• **Information**
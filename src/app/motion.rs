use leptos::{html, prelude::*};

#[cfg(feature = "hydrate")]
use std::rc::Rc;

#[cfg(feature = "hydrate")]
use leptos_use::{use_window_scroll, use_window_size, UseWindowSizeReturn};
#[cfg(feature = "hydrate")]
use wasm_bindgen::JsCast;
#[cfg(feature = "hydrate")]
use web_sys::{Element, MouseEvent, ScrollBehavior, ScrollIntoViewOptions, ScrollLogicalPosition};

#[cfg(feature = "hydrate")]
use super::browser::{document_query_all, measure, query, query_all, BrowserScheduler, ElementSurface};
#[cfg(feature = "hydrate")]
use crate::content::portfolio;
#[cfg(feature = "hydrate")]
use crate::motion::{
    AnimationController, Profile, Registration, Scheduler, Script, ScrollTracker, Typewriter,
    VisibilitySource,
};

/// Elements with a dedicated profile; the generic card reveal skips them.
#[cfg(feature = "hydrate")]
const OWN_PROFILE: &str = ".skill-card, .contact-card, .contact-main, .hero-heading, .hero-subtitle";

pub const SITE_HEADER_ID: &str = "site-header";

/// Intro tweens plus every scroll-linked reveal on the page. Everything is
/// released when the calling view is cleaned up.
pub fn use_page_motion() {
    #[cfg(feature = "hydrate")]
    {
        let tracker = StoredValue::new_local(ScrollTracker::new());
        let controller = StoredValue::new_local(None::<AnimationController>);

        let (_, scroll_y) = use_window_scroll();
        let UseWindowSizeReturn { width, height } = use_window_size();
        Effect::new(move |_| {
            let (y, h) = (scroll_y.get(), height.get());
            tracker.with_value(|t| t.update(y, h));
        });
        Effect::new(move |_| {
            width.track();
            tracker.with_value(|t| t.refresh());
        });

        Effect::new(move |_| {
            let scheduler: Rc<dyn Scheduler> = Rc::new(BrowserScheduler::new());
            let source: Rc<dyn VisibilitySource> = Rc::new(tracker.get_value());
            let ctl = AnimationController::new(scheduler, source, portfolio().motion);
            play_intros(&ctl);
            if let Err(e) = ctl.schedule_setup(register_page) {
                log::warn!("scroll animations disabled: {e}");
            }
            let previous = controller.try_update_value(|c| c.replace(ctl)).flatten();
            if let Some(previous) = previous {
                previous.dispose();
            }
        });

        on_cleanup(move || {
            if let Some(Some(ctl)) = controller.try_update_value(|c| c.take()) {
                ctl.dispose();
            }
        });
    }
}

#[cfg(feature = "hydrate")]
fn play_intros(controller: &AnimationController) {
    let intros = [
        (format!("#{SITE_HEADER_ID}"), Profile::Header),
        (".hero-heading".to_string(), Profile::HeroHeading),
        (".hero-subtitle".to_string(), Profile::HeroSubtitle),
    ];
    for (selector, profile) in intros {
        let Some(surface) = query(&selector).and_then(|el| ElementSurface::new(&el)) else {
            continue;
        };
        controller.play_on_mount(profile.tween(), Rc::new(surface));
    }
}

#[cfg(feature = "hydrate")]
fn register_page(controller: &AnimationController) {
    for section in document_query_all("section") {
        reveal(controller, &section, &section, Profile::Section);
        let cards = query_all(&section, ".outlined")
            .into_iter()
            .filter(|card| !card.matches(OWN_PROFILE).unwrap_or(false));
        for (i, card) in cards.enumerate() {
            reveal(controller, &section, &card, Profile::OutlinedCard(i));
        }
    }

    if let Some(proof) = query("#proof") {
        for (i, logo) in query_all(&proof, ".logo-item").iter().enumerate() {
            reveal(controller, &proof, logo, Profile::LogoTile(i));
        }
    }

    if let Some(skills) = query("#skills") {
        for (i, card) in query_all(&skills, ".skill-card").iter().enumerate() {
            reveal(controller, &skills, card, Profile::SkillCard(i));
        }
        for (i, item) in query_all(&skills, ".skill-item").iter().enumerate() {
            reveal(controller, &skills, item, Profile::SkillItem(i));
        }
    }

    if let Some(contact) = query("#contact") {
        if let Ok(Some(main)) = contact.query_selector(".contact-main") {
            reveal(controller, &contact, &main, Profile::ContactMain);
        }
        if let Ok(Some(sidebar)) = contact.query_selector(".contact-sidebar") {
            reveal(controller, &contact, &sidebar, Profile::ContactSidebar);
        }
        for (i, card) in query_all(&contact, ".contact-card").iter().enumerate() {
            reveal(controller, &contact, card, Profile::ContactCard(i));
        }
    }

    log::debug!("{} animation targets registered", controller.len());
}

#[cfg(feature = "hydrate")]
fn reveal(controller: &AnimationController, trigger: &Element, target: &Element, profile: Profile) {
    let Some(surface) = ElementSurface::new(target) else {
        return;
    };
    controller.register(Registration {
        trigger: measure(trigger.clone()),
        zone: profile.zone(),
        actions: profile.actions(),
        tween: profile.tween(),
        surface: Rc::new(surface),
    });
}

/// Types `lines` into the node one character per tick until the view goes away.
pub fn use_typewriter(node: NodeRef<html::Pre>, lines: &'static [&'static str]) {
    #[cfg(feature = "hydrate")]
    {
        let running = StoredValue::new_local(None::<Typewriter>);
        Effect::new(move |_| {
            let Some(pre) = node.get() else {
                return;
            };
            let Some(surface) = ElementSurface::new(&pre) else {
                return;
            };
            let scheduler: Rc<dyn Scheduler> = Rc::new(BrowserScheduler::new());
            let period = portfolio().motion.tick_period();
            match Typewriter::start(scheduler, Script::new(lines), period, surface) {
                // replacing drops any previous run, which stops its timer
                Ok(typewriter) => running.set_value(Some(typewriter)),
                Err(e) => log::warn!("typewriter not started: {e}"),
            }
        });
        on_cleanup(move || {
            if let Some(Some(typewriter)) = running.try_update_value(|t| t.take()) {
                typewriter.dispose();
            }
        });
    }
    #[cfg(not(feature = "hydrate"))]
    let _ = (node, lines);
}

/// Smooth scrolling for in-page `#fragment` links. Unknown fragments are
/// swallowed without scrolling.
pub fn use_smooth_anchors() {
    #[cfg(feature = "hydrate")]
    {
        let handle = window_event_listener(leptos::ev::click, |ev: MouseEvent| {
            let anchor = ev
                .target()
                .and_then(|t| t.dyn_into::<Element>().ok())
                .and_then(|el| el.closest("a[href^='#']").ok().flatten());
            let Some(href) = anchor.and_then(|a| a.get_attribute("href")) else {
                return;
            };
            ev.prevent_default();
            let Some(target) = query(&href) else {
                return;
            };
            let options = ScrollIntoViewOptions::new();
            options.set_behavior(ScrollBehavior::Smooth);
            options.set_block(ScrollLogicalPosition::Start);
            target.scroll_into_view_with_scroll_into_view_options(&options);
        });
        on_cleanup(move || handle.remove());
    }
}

...

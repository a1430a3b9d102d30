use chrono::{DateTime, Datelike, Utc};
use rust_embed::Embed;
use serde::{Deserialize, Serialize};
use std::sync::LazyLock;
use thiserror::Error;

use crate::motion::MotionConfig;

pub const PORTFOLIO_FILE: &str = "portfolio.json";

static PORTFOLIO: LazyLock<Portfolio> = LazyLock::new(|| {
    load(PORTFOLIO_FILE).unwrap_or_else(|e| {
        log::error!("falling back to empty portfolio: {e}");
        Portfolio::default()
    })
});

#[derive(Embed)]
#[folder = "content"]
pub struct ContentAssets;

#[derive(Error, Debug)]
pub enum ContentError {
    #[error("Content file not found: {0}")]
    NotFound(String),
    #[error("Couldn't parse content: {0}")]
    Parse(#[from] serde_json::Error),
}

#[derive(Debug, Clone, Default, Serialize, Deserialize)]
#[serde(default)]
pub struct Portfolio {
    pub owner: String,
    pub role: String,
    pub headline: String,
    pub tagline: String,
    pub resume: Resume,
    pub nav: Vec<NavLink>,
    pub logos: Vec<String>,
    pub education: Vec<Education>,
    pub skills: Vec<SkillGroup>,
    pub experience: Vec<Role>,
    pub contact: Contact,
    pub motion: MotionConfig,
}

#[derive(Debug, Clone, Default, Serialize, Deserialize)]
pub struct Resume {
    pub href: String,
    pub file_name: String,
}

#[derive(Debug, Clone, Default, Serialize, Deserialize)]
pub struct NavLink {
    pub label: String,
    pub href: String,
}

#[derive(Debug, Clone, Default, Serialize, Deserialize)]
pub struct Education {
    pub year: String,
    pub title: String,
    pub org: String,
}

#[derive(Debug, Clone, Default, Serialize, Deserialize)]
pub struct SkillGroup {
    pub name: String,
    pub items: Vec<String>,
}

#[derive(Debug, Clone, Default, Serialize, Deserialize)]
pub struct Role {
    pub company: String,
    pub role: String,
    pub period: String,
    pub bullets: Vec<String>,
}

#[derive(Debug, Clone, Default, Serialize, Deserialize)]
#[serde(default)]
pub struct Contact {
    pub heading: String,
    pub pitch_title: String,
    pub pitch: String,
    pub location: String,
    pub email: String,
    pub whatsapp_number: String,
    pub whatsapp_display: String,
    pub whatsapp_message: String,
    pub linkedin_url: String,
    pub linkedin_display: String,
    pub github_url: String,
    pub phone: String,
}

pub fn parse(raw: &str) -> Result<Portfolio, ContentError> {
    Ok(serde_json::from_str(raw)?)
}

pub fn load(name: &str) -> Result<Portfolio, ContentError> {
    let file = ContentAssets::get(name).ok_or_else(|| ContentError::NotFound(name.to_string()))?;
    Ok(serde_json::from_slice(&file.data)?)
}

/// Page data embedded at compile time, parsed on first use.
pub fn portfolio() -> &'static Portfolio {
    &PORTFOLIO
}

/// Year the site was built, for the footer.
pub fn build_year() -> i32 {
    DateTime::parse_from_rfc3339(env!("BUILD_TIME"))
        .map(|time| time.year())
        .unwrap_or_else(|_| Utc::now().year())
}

• **Description of the task**
All lines that include the word "Result" must be copied from the material above.

• **Response**
pub fn parse(raw: &str) -> Result<Portfolio, ContentError> {
pub fn load(name: &str) -> Result<Portfolio, ContentError> {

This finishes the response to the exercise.